//! Tests for ChunkedLineReader.

use super::{
    ChunkedLineReader, KeywordQuery, LinePosition, ReaderConfig, ReaderError, SearchStart, TextEncoding, TextSource,
};

fn reader() -> ChunkedLineReader {
    ChunkedLineReader::default()
}

/// Reader with a tiny chunk so short documents span several strides.
fn small_reader(chunk_size: usize) -> ChunkedLineReader {
    ChunkedLineReader::new(ReaderConfig {
        chunk_size,
        ..ReaderConfig::default()
    })
}

fn source(text: &str) -> TextSource {
    TextSource::memory("test.txt", text.as_bytes(), TextEncoding::Utf8)
}

fn query(reader: &ChunkedLineReader, keyword: &str, start: SearchStart) -> KeywordQuery {
    KeywordQuery::new(keyword, start, reader.config()).unwrap()
}

#[test]
fn first_chunk_of_small_document() {
    let chunk = reader()
        .locate_chunk_by_index(&source("line 1\nline 2\nline 3\n"), 0)
        .unwrap()
        .unwrap();

    assert_eq!(chunk.lines, vec!["line 1", "line 2", "line 3", ""]);
    assert_eq!(chunk.base_line_number, 0);
    assert_eq!(chunk.chunk_index, 0);
    assert_eq!(chunk.total_chunks, 1);
    assert_eq!(chunk.first_line_column, 0);
}

#[test]
fn chunk_index_past_end_is_not_found() {
    let result = reader().locate_chunk_by_index(&source("a\nb\n"), 1).unwrap();
    assert!(result.is_none());
}

#[test]
fn empty_document_has_no_chunks() {
    let empty = source("");
    assert!(reader().locate_chunk_by_index(&empty, 0).unwrap().is_none());
    assert!(reader().locate_by_line_number(&empty, 0).unwrap().is_none());
}

#[test]
fn strides_walk_half_chunks() {
    // Probe size 2 over "ab\ncd\nef": strides start at characters 0, 2, 4 and 6.
    let reader = small_reader(4);
    let doc = source("ab\ncd\nef");

    let first = reader.locate_chunk_by_index(&doc, 0).unwrap().unwrap();
    assert_eq!(first.lines, vec!["ab", "c"]);
    assert_eq!(first.base_line_number, 0);
    assert_eq!(first.total_chunks, 4);

    let second = reader.locate_chunk_by_index(&doc, 1).unwrap().unwrap();
    assert_eq!(second.lines, vec!["", "cd", ""]);
    assert_eq!(second.base_line_number, 0);
    assert_eq!(second.first_line_column, 2);

    let third = reader.locate_chunk_by_index(&doc, 2).unwrap().unwrap();
    assert_eq!(third.lines, vec!["d", "ef"]);
    assert_eq!(third.base_line_number, 1);
    assert_eq!(third.first_line_column, 1);

    let last = reader.locate_chunk_by_index(&doc, 3).unwrap().unwrap();
    assert_eq!(last.lines, vec!["ef"]);
    assert_eq!(last.base_line_number, 2);

    assert!(reader.locate_chunk_by_index(&doc, 4).unwrap().is_none());
}

#[test]
fn line_number_picks_first_stride_reaching_it() {
    let reader = small_reader(4);
    let doc = source("ab\ncd\nef");

    let chunk = reader.locate_by_line_number(&doc, 2).unwrap().unwrap();
    assert_eq!(chunk.chunk_index, 2);
    assert_eq!(chunk.base_line_number, 1);
    assert_eq!(chunk.row_of(2), Some(1));
    assert_eq!(chunk.lines[1], "ef");

    assert!(reader.locate_by_line_number(&doc, 3).unwrap().is_none());
}

#[test]
fn line_number_in_single_chunk_document() {
    let chunk = reader()
        .locate_by_line_number(&source("a\nb\nc\nd\ne"), 3)
        .unwrap()
        .unwrap();
    assert_eq!(chunk.base_line_number, 0);
    assert_eq!(chunk.lines[3], "d");
    assert_eq!(chunk.display_line_number(3), 4);
}

#[test]
fn line_number_far_past_end_is_not_found() {
    let result = reader()
        .locate_by_line_number(&source("a\nb\nc\nd\ne"), 1_000_000)
        .unwrap();
    assert!(result.is_none());
}

#[test]
fn pagination_tiles_ten_lines() {
    let text: Vec<String> = (0..10).map(|i| format!("line{}", i)).collect();
    let doc = source(&text.join("\n"));
    let reader = small_reader(16);

    let mut previous: Option<(usize, usize)> = None;
    let mut index = 0;
    let mut last_line = 0;
    while let Some(chunk) = reader.locate_chunk_by_index(&doc, index).unwrap() {
        if let Some((base, len)) = previous {
            assert!(chunk.base_line_number >= base);
            assert!(chunk.base_line_number < base + len);
        } else {
            assert_eq!(chunk.base_line_number, 0);
        }
        previous = Some((chunk.base_line_number, chunk.lines.len()));
        last_line = chunk.absolute_line(chunk.lines.len() - 1);
        index += 1;
    }

    // 59 characters in strides of 8.
    assert_eq!(index, 8);
    assert_eq!(last_line, 9);
}

#[test]
fn keyword_scenario_resumes_after_previous_match() {
    let reader = reader();
    let doc = source("alpha\nbeta\nalpha\n");

    let first = reader
        .locate_keyword(&doc, &query(&reader, "alpha", SearchStart::Beginning))
        .unwrap();
    assert_eq!(first.occurrence.found_position, Some(LinePosition::new(0, 0)));
    assert_eq!(first.occurrence.match_index, 1);
    assert_eq!(first.occurrence.total_matches, 2);
    assert!(first.chunk.is_some());

    let second = reader
        .locate_keyword(&doc, &query(&reader, "alpha", SearchStart::After(LinePosition::new(0, 0))))
        .unwrap();
    assert_eq!(second.occurrence.found_position, Some(LinePosition::new(2, 0)));
    assert_eq!(second.occurrence.match_index, 2);
    assert_eq!(second.occurrence.total_matches, 2);

    let third = reader
        .locate_keyword(&doc, &query(&reader, "alpha", SearchStart::After(LinePosition::new(2, 0))))
        .unwrap();
    assert!(third.chunk.is_none());
    assert_eq!(third.occurrence.found_position, None);
    assert_eq!(third.occurrence.match_index, 0);
    assert_eq!(third.occurrence.total_matches, 2);
}

#[test]
fn resume_never_returns_the_cursor_itself() {
    let reader = reader();
    let doc = source("x\nx\naaxaaxx\n");

    let next = reader
        .locate_keyword(&doc, &query(&reader, "x", SearchStart::After(LinePosition::new(2, 5))))
        .unwrap();
    assert_eq!(next.occurrence.found_position, Some(LinePosition::new(2, 6)));
    assert_eq!(next.occurrence.match_index, 5);
    assert_eq!(next.occurrence.total_matches, 5);

    let done = reader
        .locate_keyword(&doc, &query(&reader, "x", SearchStart::After(LinePosition::new(2, 6))))
        .unwrap();
    assert_eq!(done.occurrence.found_position, None);
}

#[test]
fn search_from_line_ignores_earlier_matches_but_counts_them() {
    let reader = reader();
    let result = reader
        .locate_keyword(&source("ab\nab\nab"), &query(&reader, "ab", SearchStart::Line(1)))
        .unwrap();
    assert_eq!(result.occurrence.found_position, Some(LinePosition::new(1, 0)));
    assert_eq!(result.occurrence.match_index, 2);
    assert_eq!(result.occurrence.total_matches, 3);
}

#[test]
fn repeated_keyword_matches_overlap() {
    let reader = reader();
    let doc = source("aaa");

    let first = reader
        .locate_keyword(&doc, &query(&reader, "aa", SearchStart::Beginning))
        .unwrap();
    assert_eq!(first.occurrence.found_position, Some(LinePosition::new(0, 0)));
    assert_eq!(first.occurrence.total_matches, 2);

    let second = reader
        .locate_keyword(&doc, &query(&reader, "aa", SearchStart::After(LinePosition::new(0, 0))))
        .unwrap();
    assert_eq!(second.occurrence.found_position, Some(LinePosition::new(0, 1)));
    assert_eq!(second.occurrence.match_index, 2);
    assert_eq!(second.occurrence.total_matches, 2);
}

#[test]
fn overlapping_totals_do_not_depend_on_chunk_size() {
    let doc = source("aaaaa\nxaaay\naa");
    for chunk_size in [2, 3, 4, 5, 6, 8, 11, 64] {
        let reader = small_reader(chunk_size);
        let mut walked = Vec::new();
        let mut start = SearchStart::Beginning;
        loop {
            let result = reader.locate_keyword(&doc, &query(&reader, "aa", start)).unwrap();
            assert_eq!(result.occurrence.total_matches, 7, "chunk_size={}", chunk_size);
            let Some(position) = result.occurrence.found_position else {
                break;
            };
            assert_eq!(result.occurrence.match_index, walked.len() + 1, "chunk_size={}", chunk_size);
            walked.push((position.line, position.offset));
            start = SearchStart::After(position);
        }
        assert_eq!(
            walked,
            vec![(0, 0), (0, 1), (0, 2), (0, 3), (1, 1), (1, 2), (2, 0)],
            "chunk_size={}",
            chunk_size
        );
    }
}

#[test]
fn match_straddling_stride_boundary_is_counted_once() {
    // Probe size 2: "ab" starts at character 1 and ends past the first probe.
    let reader = small_reader(4);
    let result = reader
        .locate_keyword(&source("xaby"), &query(&reader, "ab", SearchStart::Beginning))
        .unwrap();
    assert_eq!(result.occurrence.found_position, Some(LinePosition::new(0, 1)));
    assert_eq!(result.occurrence.total_matches, 1);
    assert_eq!(result.chunk.unwrap().chunk_index, 0);
}

#[test]
fn match_on_long_line_reports_true_column() {
    let reader = small_reader(4);
    let result = reader
        .locate_keyword(&source("abcdefk"), &query(&reader, "k", SearchStart::Beginning))
        .unwrap();
    assert_eq!(result.occurrence.found_position, Some(LinePosition::new(0, 6)));

    let chunk = result.chunk.unwrap();
    assert_eq!(chunk.chunk_index, 3);
    assert_eq!(chunk.first_line_column, 6);
    assert_eq!(chunk.total_chunks, 4);
}

#[test]
fn keyword_validation() {
    let config = ReaderConfig {
        keyword_max_length: 3,
        ..ReaderConfig::default()
    };
    assert_eq!(
        KeywordQuery::new("", SearchStart::Beginning, &config),
        Err(ReaderError::EmptyKeyword)
    );
    assert_eq!(
        KeywordQuery::new("abcd", SearchStart::Beginning, &config),
        Err(ReaderError::KeywordTooLong { length: 4, max: 3 })
    );
    assert!(KeywordQuery::new("abc", SearchStart::Beginning, &config).is_ok());
}

#[test]
fn missing_file_is_stream_unavailable() {
    let missing = TextSource::file("/nonexistent_chunked_reader_test.txt", TextEncoding::Utf8);
    let result = reader().locate_chunk_by_index(&missing, 0);
    assert!(matches!(result, Err(ReaderError::StreamUnavailable(_))));
}

#[test]
fn reads_utf16le_source() {
    let bytes: Vec<u8> = "one\ntwo".encode_utf16().flat_map(|unit| unit.to_le_bytes()).collect();
    let doc = TextSource::memory("wide.txt", bytes, TextEncoding::Utf16Le);

    let chunk = reader().locate_by_line_number(&doc, 1).unwrap().unwrap();
    assert_eq!(chunk.lines, vec!["one", "two"]);
}

#[test]
fn long_lines_are_not_collapsible() {
    let long = "x".repeat(20);
    let chunk = reader()
        .locate_chunk_by_index(&source(&format!("short\n{}", long)), 0)
        .unwrap()
        .unwrap();
    assert!(chunk.is_collapsible(0, 20));
    assert!(!chunk.is_collapsible(1, 20));
    assert!(!chunk.is_collapsible(5, 20));
}
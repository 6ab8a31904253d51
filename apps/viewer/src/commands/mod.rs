//! Commands module: string-typed entry points called by the bridge.

pub mod file_viewer;
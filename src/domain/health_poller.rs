//! Background health polling.
//!
//! The poller owns its task: dropping the [`HealthPoller`] aborts it, so the
//! poll stops exactly when whoever displays it goes away.

use std::sync::Arc;
use std::time::Duration;

use tokio::sync::{RwLock, watch};
use tokio::task::JoinHandle;
use tokio::time::MissedTickBehavior;

use crate::domain::health::HealthMonitor;
use crate::ports::trading_api::TradingApi;

/// Poll once and fold the outcome into a shared monitor. Concurrent callers
/// may finish in any order; only the newest outcome is kept.
pub async fn poll_once(api: &dyn TradingApi, monitor: &RwLock<HealthMonitor>) {
    let ticket = monitor.write().await.begin_poll();
    let outcome = api.health().await;
    monitor.write().await.apply_poll(ticket, outcome);
}

pub struct HealthPoller {
    handle: JoinHandle<()>,
    rx: watch::Receiver<HealthMonitor>,
}

impl HealthPoller {
    /// Start polling immediately, then every `interval`.
    pub fn spawn(api: Arc<dyn TradingApi>, interval: Duration) -> Self {
        let (tx, rx) = watch::channel(HealthMonitor::new());
        let handle = tokio::spawn(async move {
            let mut ticker = tokio::time::interval(interval);
            ticker.set_missed_tick_behavior(MissedTickBehavior::Delay);
            loop {
                ticker.tick().await;
                let outcome = api.health().await;
                tx.send_modify(|monitor| monitor.apply(outcome));
                if tx.is_closed() {
                    break;
                }
            }
        });
        Self { handle, rx }
    }

    pub fn subscribe(&self) -> watch::Receiver<HealthMonitor> {
        self.rx.clone()
    }

    pub fn snapshot(&self) -> HealthMonitor {
        self.rx.borrow().clone()
    }
}

impl Drop for HealthPoller {
    fn drop(&mut self) {
        self.handle.abort();
    }
}
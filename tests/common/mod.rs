#![allow(dead_code)]

use async_trait::async_trait;
use futdash::domain::error::DashboardError;
use futdash::domain::health::HealthStatus;
use futdash::domain::order::{OrderRecord, OrderRequest, OrderResponse};
use futdash::domain::order_params::Choice;
use futdash::domain::signal::{SignalHistory, SignalQuery, SignalRequest, SignalResponse};
use futdash::domain::strategy::{StrategyConfig, StrategyDraft};
use futdash::ports::trading_api::{DeleteAck, TradingApi};
use std::collections::{HashMap, VecDeque};
use std::sync::Mutex;

/// How an injected failure surfaces.
#[derive(Debug, Clone)]
pub enum Failure {
    Api(u16, String),
    Unreachable(String),
}

impl Failure {
    fn to_error(&self) -> DashboardError {
        match self {
            Failure::Api(status, detail) => DashboardError::Api {
                status: *status,
                detail: detail.clone(),
            },
            Failure::Unreachable(reason) => DashboardError::Http {
                reason: reason.clone(),
            },
        }
    }
}

/// In-memory backend that behaves like the real one for the calls the
/// dashboard makes, and records every call.
pub struct MockTradingApi {
    strategies: Mutex<Vec<StrategyConfig>>,
    orders: Mutex<Vec<OrderRecord>>,
    signals: Mutex<Vec<SignalHistory>>,
    health_script: Mutex<VecDeque<Result<HealthStatus, DashboardError>>>,
    failures: Mutex<HashMap<&'static str, Failure>>,
    calls: Mutex<Vec<String>>,
}

impl MockTradingApi {
    pub fn new() -> Self {
        Self {
            strategies: Mutex::new(Vec::new()),
            orders: Mutex::new(Vec::new()),
            signals: Mutex::new(Vec::new()),
            health_script: Mutex::new(VecDeque::new()),
            failures: Mutex::new(HashMap::new()),
            calls: Mutex::new(Vec::new()),
        }
    }

    pub fn with_strategy(self, strategy: StrategyConfig) -> Self {
        self.strategies.lock().unwrap().push(strategy);
        self
    }

    pub fn with_order(self, order: OrderRecord) -> Self {
        self.orders.lock().unwrap().push(order);
        self
    }

    pub fn with_signal(self, signal: SignalHistory) -> Self {
        self.signals.lock().unwrap().push(signal);
        self
    }

    /// Make every call to `method` fail until cleared.
    pub fn fail(&self, method: &'static str, failure: Failure) {
        self.failures.lock().unwrap().insert(method, failure);
    }

    pub fn clear_failure(&self, method: &'static str) {
        self.failures.lock().unwrap().remove(method);
    }

    /// Queue the next health outcomes. Once drained, health reports ok.
    pub fn script_health(&self, outcome: Result<HealthStatus, DashboardError>) {
        self.health_script.lock().unwrap().push_back(outcome);
    }

    pub fn calls(&self) -> Vec<String> {
        self.calls.lock().unwrap().clone()
    }

    /// Number of calls to `method`, ignoring arguments.
    pub fn count(&self, method: &str) -> usize {
        self.calls
            .lock()
            .unwrap()
            .iter()
            .filter(|c| c.split(':').next() == Some(method))
            .count()
    }

    pub fn strategy_names(&self) -> Vec<String> {
        self.strategies
            .lock()
            .unwrap()
            .iter()
            .map(|s| s.strategy_name.clone())
            .collect()
    }

    fn enter(&self, method: &'static str, arg: &str) -> Result<(), DashboardError> {
        let entry = if arg.is_empty() {
            method.to_string()
        } else {
            format!("{method}:{arg}")
        };
        self.calls.lock().unwrap().push(entry);
        match self.failures.lock().unwrap().get(method) {
            Some(f) => Err(f.to_error()),
            None => Ok(()),
        }
    }
}

fn not_found(what: &str) -> DashboardError {
    DashboardError::Api {
        status: 404,
        detail: format!("{what} not found"),
    }
}

#[async_trait]
impl TradingApi for MockTradingApi {
    async fn health(&self) -> Result<HealthStatus, DashboardError> {
        self.enter("health", "")?;
        match self.health_script.lock().unwrap().pop_front() {
            Some(outcome) => outcome,
            None => Ok(healthy()),
        }
    }

    async fn list_orders(&self) -> Result<Vec<OrderRecord>, DashboardError> {
        self.enter("list_orders", "")?;
        Ok(self.orders.lock().unwrap().clone())
    }

    async fn place_order(&self, order: &OrderRequest) -> Result<OrderResponse, DashboardError> {
        self.enter("place_order", &order.productid)?;
        let mut orders = self.orders.lock().unwrap();
        let id = orders.len() as i64 + 1;
        orders.push(OrderRecord {
            id,
            symbol: order.productid.clone(),
            action: order.bs.code().to_string(),
            quantity: order.orderqty,
            price: Some(order.price),
            strategy: order.strategy.clone(),
            order_type: Some(order.ordertype.code().to_string()),
            order_condition: Some(order.ordercondition.code().to_string()),
            source: Some("manual".to_string()),
            status: "submitted".to_string(),
            order_id: Some(format!("ORD{id:04}")),
            order_result: None,
            error_message: None,
            created_at: Some("2025-01-02T09:30:00".to_string()),
            fill_status: None,
            fill_quantity: None,
            fill_price: None,
            updated_at: None,
        });
        Ok(OrderResponse {
            status: "submitted".to_string(),
            order_id: Some(format!("ORD{id:04}")),
            result: None,
        })
    }

    async fn list_strategies(
        &self,
        enabled_only: bool,
    ) -> Result<Vec<StrategyConfig>, DashboardError> {
        self.enter("list_strategies", "")?;
        Ok(self
            .strategies
            .lock()
            .unwrap()
            .iter()
            .filter(|s| !enabled_only || s.enabled)
            .cloned()
            .collect())
    }

    async fn get_strategy(&self, name: &str) -> Result<StrategyConfig, DashboardError> {
        self.enter("get_strategy", name)?;
        self.strategies
            .lock()
            .unwrap()
            .iter()
            .find(|s| s.strategy_name == name)
            .cloned()
            .ok_or_else(|| not_found("Strategy"))
    }

    async fn create_strategy(
        &self,
        config: &StrategyConfig,
    ) -> Result<StrategyConfig, DashboardError> {
        self.enter("create_strategy", &config.strategy_name)?;
        let mut strategies = self.strategies.lock().unwrap();
        if strategies
            .iter()
            .any(|s| s.strategy_name == config.strategy_name)
        {
            return Err(DashboardError::Api {
                status: 400,
                detail: "策略名稱已存在".to_string(),
            });
        }
        let mut saved = config.clone();
        saved.id = Some(strategies.len() as i64 + 1);
        saved.created_at = Some("2025-01-02T09:30:00".to_string());
        strategies.push(saved.clone());
        Ok(saved)
    }

    async fn update_strategy(
        &self,
        name: &str,
        config: &StrategyConfig,
    ) -> Result<StrategyConfig, DashboardError> {
        self.enter("update_strategy", name)?;
        let mut strategies = self.strategies.lock().unwrap();
        let existing = strategies
            .iter_mut()
            .find(|s| s.strategy_name == name)
            .ok_or_else(|| not_found("Strategy"))?;
        let id = existing.id;
        *existing = config.clone();
        existing.id = id;
        existing.strategy_name = name.to_string();
        Ok(existing.clone())
    }

    async fn delete_strategy(&self, name: &str) -> Result<DeleteAck, DashboardError> {
        self.enter("delete_strategy", name)?;
        let mut strategies = self.strategies.lock().unwrap();
        let before = strategies.len();
        strategies.retain(|s| s.strategy_name != name);
        if strategies.len() == before {
            return Err(not_found("Strategy"));
        }
        Ok(DeleteAck {
            status: "success".to_string(),
            message: Some(format!("Strategy {name} deleted")),
        })
    }

    async fn toggle_strategy(&self, name: &str) -> Result<StrategyConfig, DashboardError> {
        self.enter("toggle_strategy", name)?;
        let mut strategies = self.strategies.lock().unwrap();
        let s = strategies
            .iter_mut()
            .find(|s| s.strategy_name == name)
            .ok_or_else(|| not_found("Strategy"))?;
        s.enabled = !s.enabled;
        Ok(s.clone())
    }

    async fn list_signals(
        &self,
        query: &SignalQuery,
    ) -> Result<Vec<SignalHistory>, DashboardError> {
        self.enter("list_signals", "")?;
        Ok(self
            .signals
            .lock()
            .unwrap()
            .iter()
            .filter(|s| query.strategy.as_ref().is_none_or(|n| &s.strategy_name == n))
            .skip(query.offset as usize)
            .take(query.limit as usize)
            .cloned()
            .collect())
    }

    async fn get_signal(&self, id: i64) -> Result<SignalHistory, DashboardError> {
        self.enter("get_signal", &id.to_string())?;
        self.signals
            .lock()
            .unwrap()
            .iter()
            .find(|s| s.id == id)
            .cloned()
            .ok_or_else(|| not_found("Signal"))
    }

    async fn send_signal(&self, signal: &SignalRequest) -> Result<SignalResponse, DashboardError> {
        self.enter("send_signal", &signal.strategy)?;
        let enabled = self
            .strategies
            .lock()
            .unwrap()
            .iter()
            .find(|s| s.strategy_name == signal.strategy)
            .map(|s| s.enabled);
        let (status, message) = match enabled {
            Some(true) => ("success", None),
            Some(false) => ("ignored", Some("Strategy is disabled")),
            None => ("failed", Some("Strategy not found")),
        };
        let mut signals = self.signals.lock().unwrap();
        let id = signals.len() as i64 + 1;
        let mut row = signal_row(id, &signal.strategy, status);
        row.error_message = message.map(str::to_string);
        signals.insert(0, row);
        Ok(SignalResponse {
            status: status.to_string(),
            signal_id: Some(id),
            order_id: None,
            message: message.map(str::to_string),
            actual_product: None,
            actual_quantity: None,
        })
    }
}

pub fn healthy() -> HealthStatus {
    HealthStatus {
        status: "ok".to_string(),
        unitrade: "connected".to_string(),
        error: None,
    }
}

pub fn strategy(name: &str, enabled: bool) -> StrategyConfig {
    StrategyDraft {
        strategy_name: name.to_string(),
        enabled,
        ..StrategyDraft::default()
    }
    .validate()
    .unwrap()
}

pub fn signal_row(id: i64, strategy: &str, status: &str) -> SignalHistory {
    SignalHistory {
        id,
        strategy_name: strategy.to_string(),
        signal_type: "long_entry".to_string(),
        signal_product: Some("TXFF5".to_string()),
        signal_quantity: Some(1),
        signal_price: Some(21500.0),
        signal_note: None,
        actual_product: Some("TXFF5".to_string()),
        actual_quantity: Some(1),
        actual_bs: Some("B".to_string()),
        status: status.to_string(),
        order_id: None,
        error_message: None,
        raw_payload: Some(serde_json::json!({"strategy": strategy, "signal": "long_entry"})),
        created_at: "2025-01-02T09:30:00".to_string(),
    }
}

pub fn order_row(id: i64, status: &str, fill_quantity: Option<i64>) -> OrderRecord {
    OrderRecord {
        id,
        symbol: "TXFF5".to_string(),
        action: "B".to_string(),
        quantity: 1,
        price: Some(21500.0),
        strategy: None,
        order_type: Some("L".to_string()),
        order_condition: Some("R".to_string()),
        source: Some("signal".to_string()),
        status: status.to_string(),
        order_id: Some(format!("ORD{id:04}")),
        order_result: None,
        error_message: None,
        created_at: Some("2025-01-02T09:30:00".to_string()),
        fill_status: None,
        fill_quantity,
        fill_price: fill_quantity.map(|_| 21500.0),
        updated_at: None,
    }
}
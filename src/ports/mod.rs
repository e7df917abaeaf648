//! Port traits: the seams between dashboard logic and the outside world.

pub mod config_port;
pub mod trading_api;
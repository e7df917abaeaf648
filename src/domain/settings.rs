//! Typed runtime settings, read from a [`ConfigPort`] with defaults applied.

use std::net::SocketAddr;
use std::time::Duration;

use crate::domain::error::DashboardError;
use crate::ports::config_port::ConfigPort;

pub const DEFAULT_API_URL: &str = "http://localhost:8000";
pub const DEFAULT_LISTEN: &str = "127.0.0.1:3000";
pub const API_URL_ENV: &str = "FUTDASH_API_BASE_URL";

/// Base URL baked in at compile time, if the build set one.
pub const BUILD_API_URL: Option<&str> = option_env!("FUTDASH_API_URL");

#[derive(Debug, Clone, PartialEq)]
pub struct Settings {
    pub api_base_url: String,
    pub api_timeout: Duration,
    pub listen: SocketAddr,
    pub health_poll: Duration,
    pub recent_signals: u32,
    pub log_filter: String,
}

/// Pick the backend base URL.
///
/// A runtime override wins over the config file, which wins over the
/// build-time value; the default applies when nothing is set.
pub fn resolve_base_url(
    runtime_override: Option<&str>,
    configured: Option<&str>,
    build_time: Option<&str>,
) -> String {
    [runtime_override, configured, build_time]
        .into_iter()
        .flatten()
        .map(str::trim)
        .find(|s| !s.is_empty())
        .unwrap_or(DEFAULT_API_URL)
        .to_string()
}

impl Settings {
    pub fn from_config(
        config: &dyn ConfigPort,
        api_url_override: Option<&str>,
    ) -> Result<Self, DashboardError> {
        let api_base_url = resolve_base_url(
            api_url_override,
            config.get_string("api", "base_url").as_deref(),
            BUILD_API_URL,
        );

        let timeout_secs = at_least_one(config, "api", "timeout_secs", 10)?;
        let poll_secs = at_least_one(config, "dashboard", "health_poll_secs", 5)?;
        let recent_signals = at_least_one(config, "dashboard", "recent_signals", 10)?;

        let listen_raw = config
            .get_string("web", "listen")
            .unwrap_or_else(|| DEFAULT_LISTEN.to_string());
        let listen = listen_raw
            .parse()
            .map_err(|_| DashboardError::ConfigInvalid {
                section: "web".to_string(),
                key: "listen".to_string(),
                reason: format!("'{listen_raw}' is not a socket address"),
            })?;

        Ok(Self {
            api_base_url,
            api_timeout: Duration::from_secs(timeout_secs),
            listen,
            health_poll: Duration::from_secs(poll_secs),
            recent_signals: u32::try_from(recent_signals).unwrap_or(u32::MAX),
            log_filter: config
                .get_string("log", "filter")
                .unwrap_or_else(|| "info".to_string()),
        })
    }
}

/// A whole number of at least one; `default` when the key is absent.
fn at_least_one(
    config: &dyn ConfigPort,
    section: &str,
    key: &str,
    default: u64,
) -> Result<u64, DashboardError> {
    let Some(raw) = config.get_string(section, key) else {
        return Ok(default);
    };
    let invalid = |reason: String| DashboardError::ConfigInvalid {
        section: section.to_string(),
        key: key.to_string(),
        reason,
    };
    let value: u64 = raw
        .trim()
        .parse()
        .map_err(|_| invalid(format!("'{raw}' is not a whole number")))?;
    if value < 1 {
        return Err(invalid(format!("must be at least 1, got {value}")));
    }
    Ok(value)
}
———
### DIRECTIONS
Identify each line in the entries with the word "failures" and copy it.

### SOLUTION TO THIS TASK
    failures: Mutex<HashMap<&'static str, Failure>>,
            failures: Mutex::new(HashMap::new()),
        self.failures.lock().unwrap().insert(method, failure);
        self.failures.lock().unwrap().remove(method);
        match self.failures.lock().unwrap().get(method) {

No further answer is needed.